Measure out the mixture into your molds using a tablespoon measure. Each serving is a tablespoon. This recipe makes 32 tablespoon measures in two molds. Place a piece of wax paper or parchment between the filled candy molds and pop them into the freezer for at least two to three hours to properly set. Once set, pop them out onto a plate and bag them up in a zip lock bag to store in the refrigerator. Obviously some of my Pigs did not make it into the baggy I had ready as they were required for taste testing. That is my story and I am sticking to it!
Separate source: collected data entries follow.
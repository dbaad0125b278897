//! Channel identifiers carried in the first payload field.
//!
//! Identifiers are the CAN-style ids used by the vehicle controller.
//! Anything outside this list is still decoded and surfaced raw.

/// Rear IMU, or the power-bus summary under the newer wire format.
pub const IMU_REAR: u16 = 0x600;

/// Front IMU.
pub const IMU_FRONT: u16 = 0x610;

/// Motor and power stage temperatures, DC bus, RPM.
pub const POWERTRAIN: u16 = 0x620;

/// Torque request/estimate and pedal positions.
pub const DRIVER_INPUTS: u16 = 0x630;

/// Battery pack current, minimum cell voltage, maximum cell temperature.
pub const ACCUMULATOR: u16 = 0x640;

pub const GPS: u16 = 0x650;

/// Damper travel per corner.
pub const SUSPENSION: u16 = 0x660;

/// Coolant temperatures around inverter and motor.
pub const WATER_TEMPS: u16 = 0x670;

/// Inverter state word and error count.
pub const INVERTER_STATUS: u16 = 0x680;

/// Every channel with a static schema.
pub const KNOWN_CHANNELS: [u16; 9] = [
    IMU_REAR,
    IMU_FRONT,
    POWERTRAIN,
    DRIVER_INPUTS,
    ACCUMULATOR,
    GPS,
    SUSPENSION,
    WATER_TEMPS,
    INVERTER_STATUS,
];

/// Returns true if the id has a static schema.
pub fn is_known(id: u16) -> bool {
    KNOWN_CHANNELS.contains(&id)
}

#[cfg(test)]
mod tests {
    use super::*;

    #[test]
    fn known_channels_are_recognized() {
        for id in KNOWN_CHANNELS {
            assert!(is_known(id));
        }
        assert!(!is_known(0x6FF));
        assert!(!is_known(0));
    }
}
use std::collections::{BTreeMap, HashMap};
use std::sync::atomic::{AtomicBool, AtomicU64, Ordering};
use std::sync::{Arc, PoisonError, RwLock};

use serde::Serialize;
use telelink_schema::SemanticSample;
use tokio::sync::watch;

use crate::error::{Result, SessionError};
use crate::health::LinkStatus;

/// Key under which link status is reported alongside samples.
pub const STATUS_KEY: &str = "__STATUS__";

/// A consistent copy of the cache.
#[derive(Debug, Clone, PartialEq, Serialize)]
pub struct CacheSnapshot {
    pub samples: BTreeMap<String, SemanticSample>,
    pub status: LinkStatus,
    /// Cache version the snapshot was taken at.
    pub version: u64,
}

impl CacheSnapshot {
    pub fn get(&self, key: &str) -> Option<&SemanticSample> {
        self.samples.get(key)
    }
}

/// Latest sample per channel key, plus link status.
///
/// One writer, many readers. Each key holds an `Arc` that is replaced
/// whole, so a reader sees either the old sample or the new one, never a
/// mix. Nothing is evicted during a session.
///
/// Every write bumps a version counter that is also published on a
/// [`watch`] channel, so consumers can either poll [`version`](Self::version)
/// or await [`subscribe`](Self::subscribe).
#[derive(Debug)]
pub struct LatestValueCache {
    samples: RwLock<HashMap<String, Arc<SemanticSample>>>,
    status: RwLock<LinkStatus>,
    diagnostic: AtomicBool,
    version: AtomicU64,
    notify: watch::Sender<u64>,
}

impl Default for LatestValueCache {
    fn default() -> Self {
        Self::new()
    }
}

impl LatestValueCache {
    pub fn new() -> Self {
        let (notify, _) = watch::channel(0);
        Self {
            samples: RwLock::new(HashMap::new()),
            status: RwLock::new(LinkStatus::waiting()),
            diagnostic: AtomicBool::new(false),
            version: AtomicU64::new(0),
            notify,
        }
    }

    /// Replace the sample stored under `key`.
    ///
    /// Returns the new cache version.
    pub fn upsert(&self, key: impl Into<String>, sample: SemanticSample) -> Result<u64> {
        let key = key.into();
        if key == STATUS_KEY {
            return Err(SessionError::ReservedKey(key));
        }
        let sample = Arc::new(sample);
        self.samples
            .write()
            .unwrap_or_else(PoisonError::into_inner)
            .insert(key, sample);
        Ok(self.bump())
    }

    /// Merge `partial` into the sample cached under its channel key.
    ///
    /// Fields present in `partial` overwrite; fields absent from it keep
    /// their cached values. Name, sequence, and timestamp come from
    /// `partial`. The read and the write happen under one lock.
    pub fn merge(&self, partial: SemanticSample) -> Result<u64> {
        if partial.channel_key == STATUS_KEY {
            return Err(SessionError::ReservedKey(partial.channel_key));
        }
        {
            let mut samples = self.samples.write().unwrap_or_else(PoisonError::into_inner);
            let merged = match samples.get(&partial.channel_key) {
                Some(existing) => {
                    let mut fields = existing.fields.clone();
                    fields.extend(partial.fields);
                    SemanticSample {
                        channel_key: partial.channel_key.clone(),
                        channel_name: partial.channel_name.or(existing.channel_name),
                        fields,
                        sequence: partial.sequence,
                        derived_at: partial.derived_at,
                    }
                }
                None => partial.clone(),
            };
            samples.insert(partial.channel_key, Arc::new(merged));
        }
        Ok(self.bump())
    }

    /// Latest sample for `key`. [`STATUS_KEY`] is never a sample; use
    /// [`link_status`](Self::link_status).
    pub fn get(&self, key: &str) -> Option<SemanticSample> {
        let sample = self
            .samples
            .read()
            .unwrap_or_else(PoisonError::into_inner)
            .get(key)
            .cloned()?;
        Some(SemanticSample::clone(&sample))
    }

    /// All samples plus link status.
    pub fn get_all(&self) -> CacheSnapshot {
        let (entries, version) = {
            let samples = self.samples.read().unwrap_or_else(PoisonError::into_inner);
            let entries: Vec<(String, Arc<SemanticSample>)> = samples
                .iter()
                .map(|(key, sample)| (key.clone(), Arc::clone(sample)))
                .collect();
            (entries, self.version.load(Ordering::Acquire))
        };
        CacheSnapshot {
            samples: entries
                .into_iter()
                .map(|(key, sample)| (key, SemanticSample::clone(&sample)))
                .collect(),
            status: self.link_status(),
            version,
        }
    }

    pub fn keys(&self) -> Vec<String> {
        let mut keys: Vec<String> = self
            .samples
            .read()
            .unwrap_or_else(PoisonError::into_inner)
            .keys()
            .cloned()
            .collect();
        keys.sort();
        keys
    }

    pub fn len(&self) -> usize {
        self.samples
            .read()
            .unwrap_or_else(PoisonError::into_inner)
            .len()
    }

    pub fn is_empty(&self) -> bool {
        self.len() == 0
    }

    /// Current link status. Reads TEST while diagnostic mode is on.
    pub fn link_status(&self) -> LinkStatus {
        if self.diagnostic.load(Ordering::Acquire) {
            return LinkStatus::diagnostic();
        }
        self.status
            .read()
            .unwrap_or_else(PoisonError::into_inner)
            .clone()
    }

    /// Store a derived link status.
    pub fn set_status(&self, status: LinkStatus) -> u64 {
        *self.status.write().unwrap_or_else(PoisonError::into_inner) = status;
        self.bump()
    }

    /// Turn diagnostic mode on or off. While on, [`link_status`](Self::link_status)
    /// reports TEST regardless of link statistics.
    pub fn set_diagnostic(&self, on: bool) {
        if self.diagnostic.swap(on, Ordering::AcqRel) != on {
            self.bump();
        }
    }

    pub fn is_diagnostic(&self) -> bool {
        self.diagnostic.load(Ordering::Acquire)
    }

    /// Number of writes so far. Increases monotonically.
    pub fn version(&self) -> u64 {
        self.version.load(Ordering::Acquire)
    }

    /// Receiver that observes each new version.
    pub fn subscribe(&self) -> watch::Receiver<u64> {
        self.notify.subscribe()
    }

    fn bump(&self) -> u64 {
        let version = self.version.fetch_add(1, Ordering::AcqRel).wrapping_add(1);
        self.notify.send_replace(version);
        version
    }
}
mod cmd;
mod exit;
mod logging;
mod output;

use clap::Parser;

use crate::cmd::Command;
use crate::logging::{init_logging, LogFormat, LogLevel};
use crate::output::OutputFormat;

#[derive(Parser, Debug)]
#[command(name = "telelink", version, about = "Telemetry link receiver")]
struct Cli {
    /// Output format.
    #[arg(long, value_name = "FORMAT", global = true)]
    format: Option<OutputFormat>,

    /// Log output format (stderr).
    #[arg(long, value_name = "FORMAT", default_value = "text", global = true)]
    log_format: LogFormat,

    /// Minimum log level (stderr).
    #[arg(long, value_name = "LEVEL", default_value = "info", global = true)]
    log_level: LogLevel,

    #[command(subcommand)]
    command: Command,
}

fn main() {
    let cli = Cli::parse();
    init_logging(cli.log_format, cli.log_level);

    let format = cli.format.unwrap_or_else(OutputFormat::default_for_stdout);
    match cmd::run(cli.command, format) {
        Ok(code) => std::process::exit(code),
        Err(err) => {
            eprintln!("error: {err}");
            std::process::exit(err.code);
        }
    }
}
- 4 T Unrefined Coconut Oil
- 4 T Grass Fed Butter
- 2 tsp Lemon Juice
- 1 T Lemon Zest
- ½ tsp Vanilla Extract
- ¼ tsp Lemon Extract
- 2 T Torani Sugar Free Raspberry Syrup
- Pinch Pink Salt
- 2 oz. Full Fat Cream Cheese, softened (Optional)
- Melt butter and coconut oil in a small pan on the stove top, stir in softened cream cheese if using.
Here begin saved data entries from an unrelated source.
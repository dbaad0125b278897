use std::io::{ErrorKind, Read};

use bytes::{Bytes, BytesMut};

use crate::error::{Result, TransportError};

const INITIAL_BUFFER_CAPACITY: usize = 4 * 1024;
const READ_CHUNK_SIZE: usize = 1024;

/// A link that yields bytes on demand.
///
/// `read(n)` returns between 1 and `n` bytes. Fewer than `n` means the link
/// went quiet or closed partway through; the caller decides what a short
/// read means. When nothing at all arrived, the call fails with
/// [`TransportError::Timeout`] (link quiet) or [`TransportError::Closed`]
/// (end of stream). Reads must never block past the link's own timeout.
pub trait ByteSource {
    /// Read up to `n` bytes.
    fn read(&mut self, n: usize) -> Result<Bytes>;

    /// Release the link. Subsequent reads fail with `Closed`.
    fn close(&mut self) -> Result<()>;
}

impl<S: ByteSource + ?Sized> ByteSource for Box<S> {
    fn read(&mut self, n: usize) -> Result<Bytes> {
        (**self).read(n)
    }

    fn close(&mut self) -> Result<()> {
        (**self).close()
    }
}

/// Adapts any `Read` stream into a [`ByteSource`].
///
/// Reads are pulled in chunks and buffered, so single-byte scanning does not
/// cost one syscall per byte. `TimedOut`/`WouldBlock` from the inner stream
/// map to [`TransportError::Timeout`]; a zero-length read maps to `Closed`.
pub struct StreamSource<R> {
    inner: Option<R>,
    buf: BytesMut,
}

impl<R: Read> StreamSource<R> {
    /// Wrap a stream.
    pub fn new(inner: R) -> Self {
        Self {
            inner: Some(inner),
            buf: BytesMut::with_capacity(INITIAL_BUFFER_CAPACITY),
        }
    }

    /// Number of bytes buffered but not yet handed out.
    pub fn buffered(&self) -> usize {
        self.buf.len()
    }

    /// Borrow the underlying stream, if still open.
    pub fn get_ref(&self) -> Option<&R> {
        self.inner.as_ref()
    }

    /// Consume the source and return the inner stream, if still open.
    pub fn into_inner(self) -> Option<R> {
        self.inner
    }

    /// Pull one chunk from the inner stream. `Ok(0)` means end of stream.
    fn fill(&mut self) -> Result<usize> {
        let inner = self.inner.as_mut().ok_or(TransportError::Closed)?;
        let mut chunk = [0u8; READ_CHUNK_SIZE];
        loop {
            match inner.read(&mut chunk) {
                Ok(n) => {
                    self.buf.extend_from_slice(&chunk[..n]);
                    return Ok(n);
                }
                Err(err) if err.kind() == ErrorKind::Interrupted => continue,
                Err(err)
                    if err.kind() == ErrorKind::TimedOut || err.kind() == ErrorKind::WouldBlock =>
                {
                    return Err(TransportError::Timeout)
                }
                Err(err) => return Err(TransportError::Io(err)),
            }
        }
    }
}

impl<R: Read> ByteSource for StreamSource<R> {
    fn read(&mut self, n: usize) -> Result<Bytes> {
        if n == 0 {
            return Ok(Bytes::new());
        }

        let mut ended = None;
        while self.buf.len() < n {
            match self.fill() {
                Ok(0) => {
                    ended = Some(TransportError::Closed);
                    break;
                }
                Ok(_) => {}
                Err(TransportError::Timeout) => {
                    ended = Some(TransportError::Timeout);
                    break;
                }
                Err(err) => return Err(err),
            }
        }

        if self.buf.is_empty() {
            return Err(ended.unwrap_or(TransportError::Closed));
        }

        let take = n.min(self.buf.len());
        Ok(self.buf.split_to(take).freeze())
    }

    fn close(&mut self) -> Result<()> {
        self.inner = None;
        self.buf.clear();
        Ok(())
    }
}

impl<R> std::fmt::Debug for StreamSource<R> {
    fn fmt(&self, f: &mut std::fmt::Formatter<'_>) -> std::fmt::Result {
        f.debug_struct("StreamSource")
            .field("open", &self.inner.is_some())
            .field("buffered", &self.buf.len())
            .finish()
    }
}

#[cfg(test)]
mod tests {
    use std::io::Cursor;

    use super::*;

    #[test]
    fn reads_exact_counts_from_cursor() {
        let mut source = StreamSource::new(Cursor::new(vec![1u8, 2, 3, 4, 5]));

        assert_eq!(source.read(1).unwrap().as_ref(), &[1]);
        assert_eq!(source.read(3).unwrap().as_ref(), &[2, 3, 4]);
        assert_eq!(source.buffered(), 1);
    }

    #[test]
    fn short_read_at_end_of_stream() {
        let mut source = StreamSource::new(Cursor::new(vec![9u8, 8]));
        let got = source.read(4).unwrap();
        assert_eq!(got.as_ref(), &[9, 8]);

        let err = source.read(1).unwrap_err();
        assert!(matches!(err, TransportError::Closed));
    }

    #[test]
    fn empty_stream_is_closed() {
        let mut source = StreamSource::new(Cursor::new(Vec::<u8>::new()));
        assert!(matches!(source.read(1), Err(TransportError::Closed)));
    }

    #[test]
    fn timeout_without_data_is_reported() {
        let mut source = StreamSource::new(QuietThenData {
            quiet: 1,
            bytes: vec![0xAA],
        });
        let err = source.read(1).unwrap_err();
        assert!(err.is_timeout());

        assert_eq!(source.read(1).unwrap().as_ref(), &[0xAA]);
    }

    #[test]
    fn timeout_after_partial_data_returns_short_read() {
        let mut source = StreamSource::new(DataThenQuiet {
            bytes: Some(vec![1, 2, 3]),
        });
        let got = source.read(8).unwrap();
        assert_eq!(got.as_ref(), &[1, 2, 3]);
    }

    #[test]
    fn interrupted_read_retries() {
        let mut source = StreamSource::new(InterruptedThenData {
            interrupted: false,
            bytes: vec![7],
        });
        assert_eq!(source.read(1).unwrap().as_ref(), &[7]);
    }

    #[test]
    fn close_releases_stream() {
        let mut source = StreamSource::new(Cursor::new(vec![1u8, 2, 3]));
        source.close().unwrap();
        assert!(source.get_ref().is_none());
        assert!(matches!(source.read(1), Err(TransportError::Closed)));
    }

    #[test]
    fn boxed_source_delegates() {
        let mut source: Box<dyn ByteSource> =
            Box::new(StreamSource::new(Cursor::new(vec![5u8, 6])));
        assert_eq!(source.read(2).unwrap().as_ref(), &[5, 6]);
        source.close().unwrap();
    }

    struct QuietThenData {
        quiet: usize,
        bytes: Vec<u8>,
    }

    impl Read for QuietThenData {
        fn read(&mut self, buf: &mut [u8]) -> std::io::Result<usize> {
            if self.quiet > 0 {
                self.quiet -= 1;
                return Err(std::io::Error::from(ErrorKind::WouldBlock));
            }
            let n = self.bytes.len().min(buf.len());
            buf[..n].copy_from_slice(&self.bytes[..n]);
            self.bytes.drain(..n);
            Ok(n)
        }
    }

    struct DataThenQuiet {
        bytes: Option<Vec<u8>>,
    }

    impl Read for DataThenQuiet {
        fn read(&mut self, buf: &mut [u8]) -> std::io::Result<usize> {
            match self.bytes.take() {
                Some(bytes) => {
                    buf[..bytes.len()].copy_from_slice(&bytes);
                    Ok(bytes.len())
                }
                None => Err(std::io::Error::from(ErrorKind::TimedOut)),
            }
        }
    }

    struct InterruptedThenData {
        interrupted: bool,
        bytes: Vec<u8>,
    }

    impl Read for InterruptedThenData {
        fn read(&mut self, buf: &mut [u8]) -> std::io::Result<usize> {
            if !self.interrupted {
                self.interrupted = true;
                return Err(std::io::Error::from(ErrorKind::Interrupted));
            }
            let n = self.bytes.len().min(buf.len());
            buf[..n].copy_from_slice(&self.bytes[..n]);
            self.bytes.drain(..n);
            Ok(n)
        }
    }
}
- Season with a pinch of salt, Vanilla and Lemon extract, lemon juice and zest.
- Sweeten with Torani syrup.
- Remove from heat and use small immersion blender to whip all ingredients together.
- Spoon into candy molds (1 T per serving) and freeze for at least 3 hours until solid.
- Remove from molds and store in a baggy in the fridge.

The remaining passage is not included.